It’s amazing how quickly this stuff we label “Web 2.0”- social networking, social bookmarking, social music, social computing, photography sites, blogs, feeds, etc. – can suck you in.

Wait! I’m not saying that this is bad. I’m just making an observation.

Here is the startling (sparkling?) array of networks that I’m now signed up with (gotta catch ’em all!), roughly in chronological order:

We’ll leave aside the equally ludicrous number of IM networks I seem to have an account on…

Yesterday, I was reading that Stephen O’Grady has given in to what he describes as “peer pressure” and signed up to Twitter. I’d vaguely heard of Twitter – mainly because it was one of the options on my Mugshot profile – but I hadn’t looked into it yet. The idea is that you simply, and regularly, post the answer to the question “what are you doing?”. People can just say “Researching the meaning of life”, rather than writing some long blog post on the subject; or something more mundane like “getting out of bed”, “having a cup of tea”, or whatever.

What a great way to share your day with your friends, right?

Right?

When I did some research into Twitter, I found a very interesting post by the ever-fascinating Kathy Sierra, who discusses how the interruptions that social networks provide, make it difficult to get flow. My interpretation of Kathy’s basic premise is that the social tools have now become more intrusive and constant, the information more fragmentary: from email to IM, to RSS, to the snippets of activity that Twitter provides. So, we lose our ability to focus, concentrate, and get in flow:

We’ve all been at the brain bandwidth breaking point for the last five years. Email is out of control. IM’ing sucks up half the day. And how can we not read our RSS feeds, post to our blogs, and check our stats?

Park that thought for a moment, I’m coming back to it.
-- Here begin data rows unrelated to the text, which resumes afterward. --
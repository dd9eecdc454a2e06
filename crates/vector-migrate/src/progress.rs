//! Progress tracking: completion percentage, throughput and ETA.
//!
//! Figures are advisory and never drive control flow.

use indicatif::{ProgressBar, ProgressStyle};
use std::time::Instant;
use tracing::info;

/// Point-in-time progress figures.
#[derive(Debug, Clone, Copy, PartialEq)]
pub struct ProgressSnapshot {
    /// Completion percentage, 0..=100.
    pub percent: u64,
    /// Records per second since the start.
    pub rate_per_second: f64,
    /// Estimated seconds remaining (0 when unknown or done).
    pub eta_seconds: f64,
}

/// Computes progress from counters and elapsed time.
#[derive(Debug, Clone, Copy)]
pub struct ProgressTracker {
    started_at: Instant,
}

impl Default for ProgressTracker {
    fn default() -> Self {
        Self::new()
    }
}

impl ProgressTracker {
    /// Starts tracking now.
    #[must_use]
    pub fn new() -> Self {
        Self {
            started_at: Instant::now(),
        }
    }

    /// Computes a snapshot for explicit counters and elapsed seconds.
    #[must_use]
    pub fn update(migrated: u64, total: u64, elapsed_seconds: f64) -> ProgressSnapshot {
        let rate_per_second = if elapsed_seconds > 0.0 {
            migrated as f64 / elapsed_seconds
        } else {
            0.0
        };

        if total == 0 {
            return ProgressSnapshot {
                percent: 100,
                rate_per_second,
                eta_seconds: 0.0,
            };
        }

        let percent = ((100.0 * migrated as f64 / total as f64).round() as u64).min(100);
        let eta_seconds = if rate_per_second > 0.0 {
            (total.saturating_sub(migrated)) as f64 / rate_per_second
        } else {
            0.0
        };

        ProgressSnapshot {
            percent,
            rate_per_second,
            eta_seconds,
        }
    }

    /// Computes a snapshot using the time elapsed since [`ProgressTracker::new`].
    #[must_use]
    pub fn snapshot(&self, migrated: u64, total: u64) -> ProgressSnapshot {
        Self::update(migrated, total, self.started_at.elapsed().as_secs_f64())
    }
}

/// Renders progress to a terminal bar and the log.
pub struct ProgressReporter {
    tracker: ProgressTracker,
    bar: ProgressBar,
}

impl ProgressReporter {
    /// Creates a reporter for `total` records. `visible = false` hides the bar.
    #[must_use]
    pub fn new(total: u64, visible: bool) -> Self {
        let bar = if visible {
            create_progress_bar(total)
        } else {
            ProgressBar::hidden()
        };
        Self {
            tracker: ProgressTracker::new(),
            bar,
        }
    }

    /// Records that `migrated` of `total` records are done.
    pub fn record(&self, migrated: u64, total: u64) -> ProgressSnapshot {
        let snap = self.tracker.snapshot(migrated, total);
        self.bar.set_position(migrated);
        info!(
            "Progress: {}% ({}/{}) | Speed: {:.1} pts/sec | ETA: {}s",
            snap.percent,
            migrated,
            total,
            snap.rate_per_second,
            snap.eta_seconds as u64
        );
        snap
    }

    /// Completes the bar with a final message.
    pub fn finish(&self, message: &'static str) {
        self.bar.finish_with_message(message);
    }

    /// Leaves the bar at its current position.
    pub fn abandon(&self, message: &'static str) {
        self.bar.abandon_with_message(message);
    }
}

fn create_progress_bar(total: u64) -> ProgressBar {
    let pb = if total > 0 {
        ProgressBar::new(total)
    } else {
        ProgressBar::new_spinner()
    };

    pb.set_style(
        ProgressStyle::default_bar()
            .template(
                "{spinner:.green} [{elapsed_precise}] [{bar:40.cyan/blue}] {pos}/{len} ({eta}) {msg}",
            )
            .unwrap_or_else(|_| ProgressStyle::default_bar())
            .progress_chars("#>-"),
    );

    pb
}
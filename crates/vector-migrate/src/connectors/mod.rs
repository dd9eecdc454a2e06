//! Source and target connectors.
//!
//! A migration reads from a [`SourceConnector`] and writes to a
//! [`TargetConnector`]. Both traits are deliberately narrow: the engine only
//! needs paginated reads, schema lookup/creation, idempotent upserts and
//! counts. Retries are applied one layer up, by
//! [`Paginator`](crate::paginator::Paginator) and
//! [`SinkWriter`](crate::sink::SinkWriter).

pub mod common;
pub mod json_export;
pub mod jsonl_file;
pub mod memory;
pub mod qdrant;

use async_trait::async_trait;
use serde::{Deserialize, Serialize};
use std::fmt;
use std::sync::Arc;

use crate::config::{SourceConfig, TargetConfig};
use crate::error::{Error, Result};

/// Record payload: a JSON object.
pub type Payload = serde_json::Map<String, serde_json::Value>;

/// Record identifier: unsigned integer or UUID/string.
#[derive(Debug, Clone, PartialEq, Eq, Hash, PartialOrd, Ord, Serialize, Deserialize)]
#[serde(untagged)]
pub enum PointId {
    /// Numeric id.
    Num(u64),
    /// String id (usually a UUID).
    Uuid(String),
}

impl PointId {
    /// Reads an id from a JSON value (number or string).
    #[must_use]
    pub fn from_json(value: &serde_json::Value) -> Option<Self> {
        match value {
            serde_json::Value::Number(n) => n.as_u64().map(Self::Num),
            serde_json::Value::String(s) if !s.is_empty() => Some(Self::Uuid(s.clone())),
            _ => None,
        }
    }
}

impl fmt::Display for PointId {
    fn fmt(&self, f: &mut fmt::Formatter<'_>) -> fmt::Result {
        match self {
            Self::Num(n) => write!(f, "{n}"),
            Self::Uuid(s) => f.write_str(s),
        }
    }
}

impl From<u64> for PointId {
    fn from(id: u64) -> Self {
        Self::Num(id)
    }
}

impl From<&str> for PointId {
    fn from(id: &str) -> Self {
        Self::Uuid(id.to_string())
    }
}

/// A vector record moved by the engine.
#[derive(Debug, Clone, PartialEq, Serialize, Deserialize)]
pub struct Record {
    /// Unique identifier within the collection.
    pub id: PointId,
    /// Embedding vector.
    #[serde(default)]
    pub vector: Vec<f32>,
    /// Metadata/payload.
    #[serde(default)]
    pub payload: Payload,
}

impl Record {
    /// Creates a record.
    #[must_use]
    pub fn new(id: impl Into<PointId>, vector: Vec<f32>, payload: Payload) -> Self {
        Self {
            id: id.into(),
            vector,
            payload,
        }
    }
}

/// Distance metric of a collection.
#[derive(Debug, Clone, Copy, PartialEq, Eq, Default, Serialize, Deserialize)]
#[serde(rename_all = "lowercase")]
pub enum Distance {
    /// Cosine similarity (default).
    #[default]
    Cosine,
    /// Dot product.
    #[serde(alias = "dot_product")]
    Dot,
    /// Euclidean distance.
    #[serde(alias = "euclid")]
    Euclidean,
}

impl fmt::Display for Distance {
    fn fmt(&self, f: &mut fmt::Formatter<'_>) -> fmt::Result {
        f.write_str(match self {
            Self::Cosine => "cosine",
            Self::Dot => "dot",
            Self::Euclidean => "euclidean",
        })
    }
}

/// Schema of a collection.
#[derive(Debug, Clone, PartialEq, Eq, Serialize, Deserialize)]
pub struct CollectionDescriptor {
    /// Collection name.
    pub name: String,
    /// Vector dimension (> 0).
    pub dimension: usize,
    /// Distance metric.
    #[serde(default)]
    pub distance: Distance,
}

impl CollectionDescriptor {
    /// Creates a descriptor.
    #[must_use]
    pub fn new(name: impl Into<String>, dimension: usize, distance: Distance) -> Self {
        Self {
            name: name.into(),
            dimension,
            distance,
        }
    }

    /// Checks that an existing collection can receive records described by `self`.
    ///
    /// # Errors
    ///
    /// Returns [`Error::SchemaMismatch`] if dimension or metric differ.
    pub fn ensure_compatible(&self, existing: &Self) -> Result<()> {
        if self.dimension != existing.dimension {
            return Err(Error::SchemaMismatch(format!(
                "collection '{}' has dimension {}, expected {}",
                existing.name, existing.dimension, self.dimension
            )));
        }
        if self.distance != existing.distance {
            return Err(Error::SchemaMismatch(format!(
                "collection '{}' uses {} distance, expected {}",
                existing.name, existing.distance, self.distance
            )));
        }
        Ok(())
    }
}

/// Descriptor plus the current record count.
#[derive(Debug, Clone, PartialEq, Eq)]
pub struct CollectionInfo {
    /// Collection schema.
    pub descriptor: CollectionDescriptor,
    /// Number of records currently stored.
    pub count: u64,
}

/// One page of a logical scan.
#[derive(Debug, Clone, Default)]
pub struct Page {
    /// Records in scan order, at most `limit`.
    pub records: Vec<Record>,
    /// Offset of the next page, `None` when the scan is exhausted.
    pub next_offset: Option<u64>,
}

impl Page {
    /// Builds a page from records read at `offset`, given whether more remain.
    #[must_use]
    pub fn at(offset: u64, records: Vec<Record>, has_more: bool) -> Self {
        let next_offset = (has_more && !records.is_empty()).then(|| offset + records.len() as u64);
        Self {
            records,
            next_offset,
        }
    }

    /// Returns true if this page ends the scan.
    #[must_use]
    pub fn is_last(&self) -> bool {
        self.next_offset.is_none() || self.records.is_empty()
    }
}

/// What a scan should return alongside ids.
#[derive(Debug, Clone, Copy, PartialEq, Eq)]
pub struct ScanOptions {
    /// Include vectors.
    pub with_vector: bool,
    /// Include payloads.
    pub with_payload: bool,
}

impl Default for ScanOptions {
    fn default() -> Self {
        Self {
            with_vector: true,
            with_payload: true,
        }
    }
}

/// Acknowledgement of an upsert.
#[derive(Debug, Clone, Copy, PartialEq, Eq)]
pub struct WriteAck {
    /// Records the destination confirmed as applied.
    pub written: usize,
}

/// Trait for paginated record sources.
///
/// Implement this trait to migrate from a new kind of store.
#[async_trait]
pub trait SourceConnector: Send + Sync {
    /// Get the source type name.
    fn source_type(&self) -> &'static str;

    /// Returns the collection descriptor and record count.
    ///
    /// Returns [`Error::SourceNotFound`] if the collection does not exist.
    async fn get_collection_info(&self, collection: &str) -> Result<CollectionInfo>;

    /// Reads up to `limit` records starting at cumulative `offset`.
    ///
    /// Read-only; safe to call again with the same arguments.
    async fn scan(
        &self,
        collection: &str,
        offset: u64,
        limit: usize,
        options: ScanOptions,
    ) -> Result<Page>;

    /// Close the connection and cleanup resources.
    async fn close(&self) -> Result<()> {
        Ok(())
    }
}

/// Trait for idempotent record destinations.
#[async_trait]
pub trait TargetConnector: Send + Sync {
    /// Get the target type name.
    fn target_type(&self) -> &'static str;

    /// Returns the descriptor of `collection`, or `None` if it does not exist.
    async fn get_or_none(&self, collection: &str) -> Result<Option<CollectionDescriptor>>;

    /// Creates a collection matching `descriptor`.
    async fn create(&self, descriptor: &CollectionDescriptor) -> Result<()>;

    /// Inserts or overwrites records by id, returning once they are durable.
    async fn upsert(&self, collection: &str, records: &[Record]) -> Result<WriteAck>;

    /// Exact number of records in `collection`.
    async fn count(&self, collection: &str) -> Result<u64>;

    /// Takes the run-level lock on `collection`.
    ///
    /// The default is a no-op: such targets require the operator not to start
    /// two runs into the same collection.
    async fn acquire_lock(&self, _collection: &str, _run_id: &str) -> Result<()> {
        Ok(())
    }

    /// Releases the lock taken by [`TargetConnector::acquire_lock`].
    async fn release_lock(&self, _collection: &str, _run_id: &str) -> Result<()> {
        Ok(())
    }

    /// Flushes buffered output once all batches are written.
    async fn finish(&self, _collection: &str) -> Result<()> {
        Ok(())
    }
}

/// Creates a source connector from configuration.
pub fn create_source(config: &SourceConfig) -> Result<Arc<dyn SourceConnector>> {
    match config {
        SourceConfig::Qdrant(cfg) => Ok(Arc::new(qdrant::QdrantSource::new(cfg.clone())?)),
        SourceConfig::JsonlFile(cfg) => Ok(Arc::new(jsonl_file::JsonlFileSource::new(cfg.clone()))),
    }
}

/// Creates a target connector from configuration.
pub fn create_target(config: &TargetConfig) -> Result<Arc<dyn TargetConnector>> {
    match config {
        TargetConfig::Qdrant(cfg) => Ok(Arc::new(qdrant::QdrantTarget::new(cfg.clone())?)),
        TargetConfig::JsonFile(cfg) => Ok(Arc::new(json_export::JsonExportTarget::new(cfg.clone()))),
    }
}

#[cfg(test)]
mod tests {
    use super::*;

    #[test]
    fn test_point_id_untagged_serde() {
        let num: PointId = serde_json::from_str("42").unwrap();
        let uuid: PointId =
            serde_json::from_str("\"5c56c793-69f3-4fbf-87e6-c4bf54c28c26\"").unwrap();

        assert_eq!(num, PointId::Num(42));
        assert!(matches!(uuid, PointId::Uuid(_)));
        assert_eq!(serde_json::to_string(&num).unwrap(), "42");
    }

    #[test]
    fn test_point_id_from_json() {
        assert_eq!(
            PointId::from_json(&serde_json::json!(7)),
            Some(PointId::Num(7))
        );
        assert_eq!(PointId::from_json(&serde_json::json!("")), None);
        assert_eq!(PointId::from_json(&serde_json::json!(-1)), None);
    }

    #[test]
    fn test_record_serialization_defaults() {
        let record: Record = serde_json::from_str(r#"{"id": 1}"#).unwrap();

        assert!(record.vector.is_empty());
        assert!(record.payload.is_empty());
    }

    #[test]
    fn test_distance_aliases() {
        let dot: Distance = serde_json::from_str("\"dot_product\"").unwrap();
        let euclid: Distance = serde_json::from_str("\"euclid\"").unwrap();

        assert_eq!(dot, Distance::Dot);
        assert_eq!(euclid, Distance::Euclidean);
    }

    #[test]
    fn test_descriptor_compatibility() {
        let wanted = CollectionDescriptor::new("docs", 768, Distance::Cosine);

        assert!(wanted.ensure_compatible(&wanted.clone()).is_ok());
        assert!(matches!(
            wanted.ensure_compatible(&CollectionDescriptor::new("docs", 384, Distance::Cosine)),
            Err(Error::SchemaMismatch(_))
        ));
        assert!(matches!(
            wanted.ensure_compatible(&CollectionDescriptor::new("docs", 768, Distance::Dot)),
            Err(Error::SchemaMismatch(_))
        ));
    }

    #[test]
    fn test_page_next_offset() {
        let records = vec![Record::new(1, vec![0.1], Payload::new()); 3];

        assert_eq!(Page::at(10, records.clone(), true).next_offset, Some(13));
        assert_eq!(Page::at(10, records, false).next_offset, None);
        assert!(Page::at(10, Vec::new(), true).is_last());
    }
}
If I look at the networks I’ve signed up for, they can be divided into categories. OK, so these categories are not particularly well-defined or delineated, but they represent how I look at the social networking world.

  1. Stuff I use all the time, and can suck more of my time than is healthy unless I mentally hold myself back from letting do so. WordPress, Flickr, Mugshot (for the music quipping feature). I’ve weaned myself off Flickr, a bit, but the experience has diminished as a result of my not visiting so many contacts and participating in groups.
  2. Background information. Last.fm, Plazes, Upcoming. They don’t really intrude on my life at all. They just sit there and advertise useful information. I sometimes add a new Plaze; I sometimes browse my music network. I have to make an effort to click the button to do so.
  3. Business networks. LinkedIn and Xing. Of the two, I’ve come to be more of a LinkedIn user. Interesting for keeping in touch with colleagues, but not a significant drain on my time.
  4. Stuff I never use, or signed up for just for kicks. Spaces, Zooomr, Vox, MySpace.

The last one is del.icio.us, which I signed up for only today, and I’m determined to make part of my workflow – my bookmarking strategy sucks, and as a user of IBM’s internal dogear bookmarking system (now part of Lotus Connections), I know how useful this could be. I know, I know, I’m late to the party. I don’t intend to let this one rule my life. It’s a tool.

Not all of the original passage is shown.